Diceva il Socrate di Platone al suo discepolo Glaucone: «Dentro una dimora sotterranea a forma di caverna, con l’entrata aperta alla luce e ampia quanto tutta la larghezza della caverna, pensa di vedere degli uomini che vi stiano dentro fin da fanciulli, incatenati gambe e collo, sì da dover restare fermi e da poter vedere soltanto in avanti, incapaci, a causa della catena, di volgere attorno il capo».
Non pare anche a voi che il filosofo descriva ciò che diverrà un sala cinematografica?
«Alta e lontana brilli alle loro spalle la luce d’un fuoco (…). Pensa di vedere costruito un muricciolo (…). Immagina di vedere uomini che portano lungo il muricciolo oggetti di ogni sorta sporgenti dal margine (…). Credi che tali persone possano vedere altro se non le ombre proiettate dal fuoco sulla parte della caverna che sta loro di fronte?»
E tra poco in questa caverna entreranno spettatori e critici e lasceranno che alle loro spalle brilli “la luce d’un fuoco”.
Mi pare sia stato Truffaut e stilare i sette vizi capitali della critica. Fu lui certamente a sostenere che il critico cinematografico «si culla nell’ignoranza totale della storia del cinema, altrimenti farebbe film invece di discuterli”.
Eppure io li vedo i critici, li scorgo che attendono di mostrare il green pass prima della proiezione, in rispettosa attesa come si conviene ad un professionista ciclicamente abituato a file da ufficio postale prima che si consumi una nuova visione, siano essi stessi critici teorici che giornalistici. Sono, infatti, giunto ad una ovvia distinzione all’interno del mondo della critica.
Esistono a mio parere due figure ben delineate: quella del critico storico-teorico, ovvero studioso del cinema, e quella del critico giornalistico, ovvero recensore.
Se mi sforzassi di definire la figura del critico cinematografico in genere credo che prenderei in prestito la definizione di Morando Morandini: «Uno spettatore esigente che sa scrivere meglio e che ha più memoria della media dei suoi lettori. Se, per giunta, è anche più intelligente, tanto meglio».

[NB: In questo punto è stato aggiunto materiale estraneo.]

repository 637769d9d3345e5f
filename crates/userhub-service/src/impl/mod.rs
//! Service implementations.

mod user_service_impl;

pub use user_service_impl::UserServiceImpl;
use anyhow::{Context, Result, bail};
use apps_index::config::{config_path, load_config_from};
use apps_index::index_items::build_index_items;
use apps_index::indexer::index;
use apps_index::plugin::{Plugin, insert_sources};
use apps_index::sources::{Backend, platform_backend};
use apps_index::watcher::{RootWatcher, WatchEvent};
use apps_index::{AppHandle, Application, Config, SystemHost};
use calloop::EventLoop;
use calloop::channel::{Sender, channel};
use clap::{Parser, Subcommand};
use log::{info, warn};
use std::path::PathBuf;
use std::sync::Arc;
use std::sync::atomic::AtomicBool;

#[derive(Parser, Debug)]
#[command(author, version, about, long_about = None)]
struct Args {
    /// Config file to use instead of the default location
    #[arg(short, long, global = true)]
    config: Option<PathBuf>,

    #[command(subcommand)]
    command: Command,
}

#[derive(Subcommand, Debug)]
enum Command {
    /// Index once and print the applications
    List {
        /// Print JSON instead of one line per application
        #[arg(long)]
        json: bool,
    },
    /// Index once and print the search items
    Items,
    /// Keep the index current, reindexing when application directories change
    Watch,
    /// Index once and run a shell script in the active terminal
    Terminal {
        script: String,
    },
}

fn main() -> Result<()> {
    env_logger::init();

    #[cfg(not(target_os = "macos"))]
    {
        // SAFETY: no other threads exist yet.
        unsafe { std::env::remove_var("DESKTOP_AUTOSTART_ID") };
    }

    #[cfg(unix)]
    {
        use nix::sys::signal::{SigHandler, Signal, signal};
        // SAFETY: SigIgn installs no handler code; detached children are reaped by the kernel.
        if let Err(e) = unsafe { signal(Signal::SIGCHLD, SigHandler::SigIgn) } {
            warn!("Failed to ignore SIGCHLD: {}", e);
        }
    }

    let args = Args::parse();

    let path = args.config.unwrap_or_else(config_path);
    let config = load_config_from(&path).with_context(|| format!("loading {}", path.display()))?;
    let backend = platform_backend();

    match args.command {
        Command::List { json } => list(backend.as_ref(), &config, json),
        Command::Items => {
            let apps = index_once(backend.as_ref(), &config)?;
            for item in build_index_items(&apps, config.item_options()) {
                println!("{}\t{}", item.app.id, item.string);
            }
            Ok(())
        }
        Command::Watch => watch(backend, config, path),
        Command::Terminal { script } => run_script(backend, config, path, &script),
    }
}

fn index_once(backend: &dyn Backend, config: &Config) -> Result<Vec<AppHandle>> {
    match index(backend, &config.parse_options(), &AtomicBool::new(false)) {
        Some(apps) => Ok(apps),
        None => bail!("indexing was aborted"),
    }
}

fn list(backend: &dyn Backend, config: &Config, json: bool) -> Result<()> {
    let apps = index_once(backend, config)?;
    if json {
        let records: Vec<&Application> = apps.iter().map(Arc::as_ref).collect();
        println!("{}", serde_json::to_string_pretty(&records)?);
    } else {
        for app in &apps {
            println!("{}\t{}\t{}", app.id, app.name(), app.exec.join(" "));
        }
    }
    Ok(())
}

fn new_loop(
    backend: Arc<dyn Backend>,
    config: Config,
    path: PathBuf,
) -> Result<(EventLoop<'static, Plugin<SystemHost>>, Plugin<SystemHost>, Sender<WatchEvent>)> {
    let event_loop: EventLoop<Plugin<SystemHost>> = EventLoop::try_new()?;
    let (tx_finished, rx_finished) = channel();
    let (tx_changes, rx_changes) = channel();
    insert_sources(&event_loop.handle(), rx_finished, rx_changes)?;

    let plugin = Plugin::new(SystemHost::new(), backend, config, Some(path), tx_finished);
    Ok((event_loop, plugin, tx_changes))
}

fn watch(backend: Arc<dyn Backend>, config: Config, path: PathBuf) -> Result<()> {
    let roots = backend.roots();
    let subdirectories = backend.watch_subdirectories();
    let (mut event_loop, mut plugin, tx_changes) = new_loop(backend, config, path)?;

    let _watcher = RootWatcher::new(&roots, subdirectories, tx_changes)?;
    plugin.update_index_items();
    info!("Watching {} application directories", roots.len());

    loop {
        event_loop.dispatch(None, &mut plugin)?;
        plugin.flush_pending_reindex();
    }
}

fn run_script(backend: Arc<dyn Backend>, config: Config, path: PathBuf, script: &str) -> Result<()> {
    let (mut event_loop, mut plugin, _tx_changes) = new_loop(backend, config, path)?;

    plugin.update_index_items();
    while plugin.is_indexing() {
        event_loop.dispatch(None, &mut plugin)?;
    }

    if let Some(terminal) = plugin.active_terminal() {
        info!("Using terminal '{}'", terminal.id());
    } else {
        warn!("No terminal found among {} applications", plugin.applications().len());
    }
    plugin.run_terminal(script)?;
    Ok(())
}
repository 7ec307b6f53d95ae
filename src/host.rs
use crate::error::LaunchError;
use crate::index_items::IndexItem;
use directories::ProjectDirs;
use log::{info, warn};
use std::path::{Path, PathBuf};
use std::process::{Command, Stdio};

/// Services the launcher host provides to the plug-in.
pub trait Host {
    /// Starts `argv` detached from the launcher.
    fn run_detached(&self, argv: &[String], working_dir: Option<&Path>) -> Result<(), LaunchError>;

    /// Opens a file or bundle with the desktop's default handler.
    fn open_path(&self, path: &Path) -> Result<(), LaunchError>;

    /// User-visible warning.
    fn warning(&self, message: &str);

    fn set_index_items(&self, _items: &[IndexItem]) {}

    fn apps_changed(&self) {}

    fn cache_dir(&self) -> PathBuf;
}

/// Host implementation backed by the operating system, used by the binary.
///
/// Spawned children are not waited for. Processes that never reap their children
/// should ignore `SIGCHLD`, as the binary does.
pub struct SystemHost {
    cache_dir: PathBuf,
}

impl Default for SystemHost {
    fn default() -> Self {
        Self::new()
    }
}

impl SystemHost {
    pub fn new() -> Self {
        let cache_dir = ProjectDirs::from("org", "apps-index", "apps-index")
            .map(|dirs| dirs.cache_dir().to_path_buf())
            .unwrap_or_else(std::env::temp_dir);
        Self { cache_dir }
    }
}

impl Host for SystemHost {
    fn run_detached(&self, argv: &[String], working_dir: Option<&Path>) -> Result<(), LaunchError> {
        let Some((program, args)) = argv.split_first() else {
            return Err(LaunchError::EmptyCommandline);
        };

        let mut command = Command::new(program);
        command
            .args(args)
            .stdin(Stdio::null())
            .stdout(Stdio::null())
            .stderr(Stdio::null());

        if let Some(dir) = working_dir.filter(|d| d.is_dir()) {
            command.current_dir(dir);
        }

        #[cfg(unix)]
        {
            use std::os::unix::process::CommandExt;
            // SAFETY: setsid is async-signal-safe.
            unsafe {
                command.pre_exec(|| {
                    nix::unistd::setsid().map_err(std::io::Error::from)?;
                    Ok(())
                });
            }
        }

        info!("Starting detached process: {}", argv.join(" "));
        command.spawn().map_err(|source| LaunchError::Spawn {
            program: program.clone(),
            source,
        })?;
        Ok(())
    }

    fn open_path(&self, path: &Path) -> Result<(), LaunchError> {
        let opener = if cfg!(target_os = "macos") { "open" } else { "xdg-open" };
        self.run_detached(&[opener.to_string(), path.to_string_lossy().into_owned()], None)
    }

    fn warning(&self, message: &str) {
        warn!("{}", message);
    }

    fn set_index_items(&self, items: &[IndexItem]) {
        info!("Index holds {} items", items.len());
    }

    fn apps_changed(&self) {
        info!("Applications changed");
    }

    fn cache_dir(&self) -> PathBuf {
        self.cache_dir.clone()
    }
}

#[cfg(test)]
pub(crate) mod testing {
    use super::*;
    use std::sync::{Arc, Mutex};

    /// Records every host call for assertions.
    #[derive(Clone, Default)]
    pub struct RecordingHost {
        pub spawned: Arc<Mutex<Vec<(Vec<String>, Option<PathBuf>)>>>,
        pub opened: Arc<Mutex<Vec<PathBuf>>>,
        pub warnings: Arc<Mutex<Vec<String>>>,
        pub item_sets: Arc<Mutex<Vec<Vec<String>>>>,
        pub changes: Arc<Mutex<usize>>,
        pub cache: PathBuf,
    }

    impl RecordingHost {
        pub fn with_cache(cache: PathBuf) -> Self {
            Self {
                cache,
                ..Default::default()
            }
        }

        pub fn spawned(&self) -> Vec<(Vec<String>, Option<PathBuf>)> {
            self.spawned.lock().unwrap().clone()
        }

        pub fn warnings(&self) -> Vec<String> {
            self.warnings.lock().unwrap().clone()
        }

        pub fn change_count(&self) -> usize {
            *self.changes.lock().unwrap()
        }
    }

    impl Host for RecordingHost {
        fn run_detached(&self, argv: &[String], working_dir: Option<&Path>) -> Result<(), LaunchError> {
            if argv.is_empty() {
                return Err(LaunchError::EmptyCommandline);
            }
            self.spawned
                .lock()
                .unwrap()
                .push((argv.to_vec(), working_dir.map(Path::to_path_buf)));
            Ok(())
        }

        fn open_path(&self, path: &Path) -> Result<(), LaunchError> {
            self.opened.lock().unwrap().push(path.to_path_buf());
            Ok(())
        }

        fn warning(&self, message: &str) {
            self.warnings.lock().unwrap().push(message.to_string());
        }

        fn set_index_items(&self, items: &[IndexItem]) {
            self.item_sets
                .lock()
                .unwrap()
                .push(items.iter().map(|i| i.string.clone()).collect());
        }

        fn apps_changed(&self) {
            *self.changes.lock().unwrap() += 1;
        }

        fn cache_dir(&self) -> PathBuf {
            self.cache.clone()
        }
    }
}

#[cfg(test)]
mod tests {
    use super::*;

    #[cfg(unix)]
    #[test]
    fn system_host_leaves_child_reaping_to_the_process() {
        let _host = SystemHost::new();
        let status = Command::new("true").status().unwrap();
        assert!(status.success());
    }

    #[test]
    fn empty_commandlines_are_rejected() {
        let host = SystemHost::new();
        assert!(matches!(host.run_detached(&[], None), Err(LaunchError::EmptyCommandline)));
    }
}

Cari Critici, ora mi sposto e vi lascio spazio sui divani: d’altronde, il mio ruolo è sempre stato quello di restare a margine degli eventi, sempre nel backstage e quasi mai in platea, per poi assalirvi a fine spettacolo per conoscere le vostre opinioni nella speranza di poter contenere eventuali stroncature o “volesse Iddio” alimentare insperate esaltazioni di gaudio.

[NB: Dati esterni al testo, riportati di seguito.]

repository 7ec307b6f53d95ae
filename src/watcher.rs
//! Filesystem watch on the source roots, forwarded to the main loop.

use calloop::channel::Sender;
use log::{debug, warn};
use notify::{Config, EventKind, RecommendedWatcher, RecursiveMode, Watcher};
use std::path::{Path, PathBuf};
use walkdir::WalkDir;

/// Some directory below a watched root changed.
#[derive(Debug, Clone, PartialEq, Eq)]
pub struct WatchEvent {
    pub paths: Vec<PathBuf>,
}

/// Keeps the underlying watcher alive. Dropping it stops notifications.
pub struct RootWatcher {
    _watcher: RecommendedWatcher,
    watched: Vec<PathBuf>,
}

impl RootWatcher {
    /// Watches `roots` (and, with `subdirectories`, every directory below them found now).
    /// Directories that do not exist are skipped; new subdirectories are picked up by the
    /// next watcher, not this one.
    pub fn new(roots: &[PathBuf], subdirectories: bool, tx: Sender<WatchEvent>) -> notify::Result<Self> {
        let mut watcher = RecommendedWatcher::new(
            move |res: notify::Result<notify::Event>| match res {
                Ok(ev) => {
                    if matches!(
                        ev.kind,
                        EventKind::Create(_) | EventKind::Modify(_) | EventKind::Remove(_)
                    ) && tx.send(WatchEvent { paths: ev.paths }).is_err()
                    {
                        debug!("Watch event dropped, main loop is gone");
                    }
                }
                Err(e) => warn!("Watch error: {:?}", e),
            },
            Config::default(),
        )?;

        let mut watched = Vec::new();
        for dir in watch_dirs(roots, subdirectories) {
            match watcher.watch(&dir, RecursiveMode::NonRecursive) {
                Ok(()) => watched.push(dir),
                Err(e) => debug!("Not watching {:?}: {}", dir, e),
            }
        }
        debug!("Watching {} directories", watched.len());

        Ok(Self {
            _watcher: watcher,
            watched,
        })
    }

    pub fn watched(&self) -> &[PathBuf] {
        &self.watched
    }
}

/// Existing roots, each followed by its subdirectories when requested.
pub fn watch_dirs(roots: &[PathBuf], subdirectories: bool) -> Vec<PathBuf> {
    let mut dirs = Vec::new();
    for root in roots.iter().filter(|r| r.is_dir()) {
        push_unique(&mut dirs, root);
        if subdirectories {
            WalkDir::new(root)
                .min_depth(1)
                .follow_links(true)
                .sort_by_file_name()
                .into_iter()
                .filter_map(|e| e.ok())
                .filter(|e| e.file_type().is_dir())
                .for_each(|e| push_unique(&mut dirs, e.path()));
        }
    }
    dirs
}

fn push_unique(dirs: &mut Vec<PathBuf>, dir: &Path) {
    if !dirs.iter().any(|d| d == dir) {
        dirs.push(dir.to_path_buf());
    }
}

Non essendo impegnato in prima linea nella scrittura e direzione di alcun film, riscopro qui a Venezia un mio approccio personale verso la figura del critico, certamente di coesione e forte complicità.
Da circa trent’anni si parla di morte della figura del critico, per questo io oggi vi guardo con un atteggiamento quasi paterno. L’impressione che ho da qualche anno è che al pubblico non interessi più gran che il giudizio sul tal film, quanto un elenco delle possibili pellicole disponibili alla visione. Se fosse realmente così, la figura del critico si ridurrebbe a quella di semplice cronista e, in fondo, non pensate anche voi che la questione diverrebbe davvero triste?